Wednesday, December 26, 2012

Idiot's Guide to Christmas Gifts

Gift-giving can be tricky during the holidays. First, you have to decide whom to buy for and whom not to buy for without offending either. You buy for someone who didn't buy for you leaves them feeling guilty; you don't buy for someone who buys for you leaves you feeling guilty. 

Drawing names and Secret Santa helps in avoiding this problem, but since I had to roll it like Greece (austere living with a bad attitude) this holiday season, I avoided the whom-to-buy-for conundrum this year by not buying for anyone I don't share DNA with. 

So when I found a gift in my mailbox at work, I was pleasantly surprised and slightly worried. When I saw that the present was from my department heads, I breathed a sigh of relief--as my superiors it was their obligation to buy me a gift in the spirit of morale. 

I took my present back to my classroom, shoved the 150 research papers that I would be grading over my Winter "Break" aside, and immediately opened my festive, cellophane gift bag, drew out the red tissue paper, and unwrapped this: 


My boss had bought me a pygmy pen. Cute. We English teachers can never have enough pens. 

Like all children, I wanted to play with my gift immediately, but I couldn't figure out where the tip of the pen was. I popped off the cap, and like a child whose parents forgot to buy the batteries her new toy needed, felt disappointed.

Well shit, my pen was broken. The tube of ink seemed to be missing. Putting the cap back on, I examined my pen more closely and realized that it didn't seem to be a pen. But what the hell was it?


An eraser? 



Nope. 





I was completely befuddled. But wait, I had seen my friend and colleague, Laura, in the lounge with hers clipped to the collar of her shirt. Walking a few classrooms down the hall, I found her with another colleague working on a state report. Flinging the door open, I held up my mal-factured gift and asked, "What the hell is this?"

I popped off the cap again, "What, is it for? Drugs?" Do my bosses think I do drugs, and if so, are they encouraging me to stay off of them? Do they know that I don't do drugs and are encouraging me to start?



Laura guffawed, cast a side-glance at our colleague, then straightened up and with her widest, most condescending smile said, "A stylus." 

That answer did not help me at all. 

"For your iPad." The district had bought our department iPads a couple months back so we could be more "mobile" when using technology for instruction.

I shrugged and shook my head. 

"So you can keep your screen clean."

Smallest damn screen-cleaner I'd ever seen.

"Now you won't get your dirty fingerprints all over the screen," Laura clarified. "You can use that instead of your finger."

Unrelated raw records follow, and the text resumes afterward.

impl std::fmt::Display for CacheStats {
    fn fmt(&self, f: &mut std::fmt::Formatter<'_>) -> std::fmt::Result {
        writeln!(f, "Cache Statistics:")?;
        writeln!(f, "  Files: {}", self.files)?;
        write!(f, "  Mimetypes: {}", self.mimetypes)
    }
}

#[cfg(test)]
mod tests {
    use super::*;

    #[test]
    fn test_put_and_get() {
        let cache = FileCache::open_in_memory().unwrap();

        let id = cache.put("files/test.docx", &EntryData::new("application/msword")).unwrap();

        let entry = cache.get("files/test.docx").unwrap().unwrap();
        assert_eq!(entry.fileid, id);
        assert_eq!(entry.name, "test.docx");
        assert_eq!(entry.mimetype, "application/msword");
        assert_eq!(entry.mimepart, "application");
        assert!(cache.get("files/missing.docx").unwrap().is_none());
    }

    #[test]
    fn test_put_updates_existing_path() {
        let cache = FileCache::open_in_memory().unwrap();

        let first = cache.put("a.txt", &EntryData::new("text/plain")).unwrap();
        let second = cache.put("a.txt", &EntryData::new("text/markdown")).unwrap();

        assert_eq!(first, second);
        assert_eq!(cache.count_files().unwrap(), 1);
        assert_eq!(cache.get("a.txt").unwrap().unwrap().mimetype, "text/markdown");
    }

    #[test]
    fn test_put_interns_mimepart() {
        let cache = FileCache::open_in_memory().unwrap();

        cache.put("test.otf", &EntryData::new("font/opentype")).unwrap();

        assert!(cache.mimetype_id("font/opentype").unwrap().is_some());
        assert!(cache.mimetype_id("font").unwrap().is_some());
        assert_eq!(cache.count_mimetypes().unwrap(), 2);
    }

    #[test]
    fn test_find_by_extension() {
        let cache = FileCache::open_in_memory().unwrap();

        cache.put("a.docx", &EntryData::new("application/msword")).unwrap();
        cache.put("B.DOCX", &EntryData::new("application/msword")).unwrap();
        cache.put("a.doc", &EntryData::new("application/msword")).unwrap();
        cache.put("a.docx.bak", &EntryData::new("application/octet-stream")).unwrap();

        let found: Vec<_> = cache
            .find_by_extension("docx")
            .unwrap()
            .into_iter()
            .map(|e| e.path)
            .collect();
        assert_eq!(found, vec!["a.docx", "B.DOCX"]);
    }

    #[test]
    fn test_delete_mimetype_if_unused() {
        let cache = FileCache::open_in_memory().unwrap();

        let id = cache.put("a.xls", &EntryData::new("application/msexcel")).unwrap();
        let excel = cache.mimetype_id("application/msexcel").unwrap().unwrap();

        assert!(!cache.delete_mimetype_if_unused(excel).unwrap());

        cache.update_mimetype(id, "application/vnd.ms-excel").unwrap();
        assert!(cache.delete_mimetype_if_unused(excel).unwrap());
        assert!(cache.mimetype_id("application/msexcel").unwrap().is_none());

        // The mimepart is still in use
        let application = cache.mimetype_id("application").unwrap().unwrap();
        assert!(!cache.delete_mimetype_if_unused(application).unwrap());
    }

    #[test]
    fn test_remove_and_lookup_by_id() {
        let cache = FileCache::open_in_memory().unwrap();

        cache.put("a.pfb", &EntryData::new("application/x-font")).unwrap();
        let id = cache.mimetype_id("application/x-font").unwrap().unwrap();
        assert_eq!(cache.mimetype_by_id(id).unwrap().as_deref(), Some("application/x-font"));

        assert!(cache.remove("a.pfb").unwrap());
        assert!(!cache.remove("a.pfb").unwrap());
        assert!(cache.delete_mimetype_if_unused(id).unwrap());
        assert!(cache.mimetype_by_id(id).unwrap().is_none());
    }

    #[test]
    fn test_update_missing_entry() {
        let cache = FileCache::open_in_memory().unwrap();
        let err = cache.update_mimetype(42, "text/plain").unwrap_err();
        assert!(matches!(err, Error::EntryNotFound(_)));
    }

    #[test]
    fn test_mimetype_references() {
        let cache = FileCache::open_in_memory().unwrap();

        cache.put("a.ttf", &EntryData::new("application/x-font-ttf")).unwrap();
        cache.put("b.ttf", &EntryData::new("application/x-font-ttf")).unwrap();
        cache.put("c.otf", &EntryData::new("font/opentype")).unwrap();

        let refs = cache.mimetype_references().unwrap();
        let ttf = cache.mimetype_id("application/x-font-ttf").unwrap().unwrap();
        let application = cache.mimetype_id("application").unwrap().unwrap();
        let font = cache.mimetype_id("font").unwrap().unwrap();

        assert_eq!(refs[&ttf], 2);
        assert_eq!(refs[&application], 2);
        assert_eq!(refs[&font], 1);
    }

    #[test]
    fn test_cached_ids_survive_reload() {
        let cache = FileCache::open_in_memory().unwrap();

        cache.put("a.ps", &EntryData::new("application/postscript")).unwrap();
        let before = cache.mimetype_id("application/postscript").unwrap();

        cache.clear_cached_mimetypes();
        cache.load_mimetypes().unwrap();

        assert_eq!(cache.mimetype_id("application/postscript").unwrap(), before);
    }

    #[test]
    fn test_rollback_discards_changes() {
        let cache = FileCache::open_in_memory().unwrap();

        cache.begin_transaction().unwrap();
        cache.put("a.apk", &EntryData::new("application/octet-stream")).unwrap();
        cache.rollback().unwrap();

        assert_eq!(cache.count_files().unwrap(), 0);
        assert!(cache.mimetype_id("application/octet-stream").unwrap().is_none());
    }

    #[test]
    fn test_rejects_bad_prefix() {
        let dir = tempfile::tempdir().unwrap();
        let result = FileCache::open(&dir.path().join("cache.db"), "oc; --");
        assert!(matches!(result, Err(Error::InvalidPrefix(_))));
    }
}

Lightbulb. "Is that what this rubber tip is for?" I said.

"Yeeeessssss."

I wish I could say that my lapse of intelligence was due to mental exhaustion. I wish I could say that it was due to mentally already being on vacation. I wish I could say it was due to just being mental. But, if you've read my other posts on technology, you know I can't blame it on anything else than the fact that when it comes to anything digital . . .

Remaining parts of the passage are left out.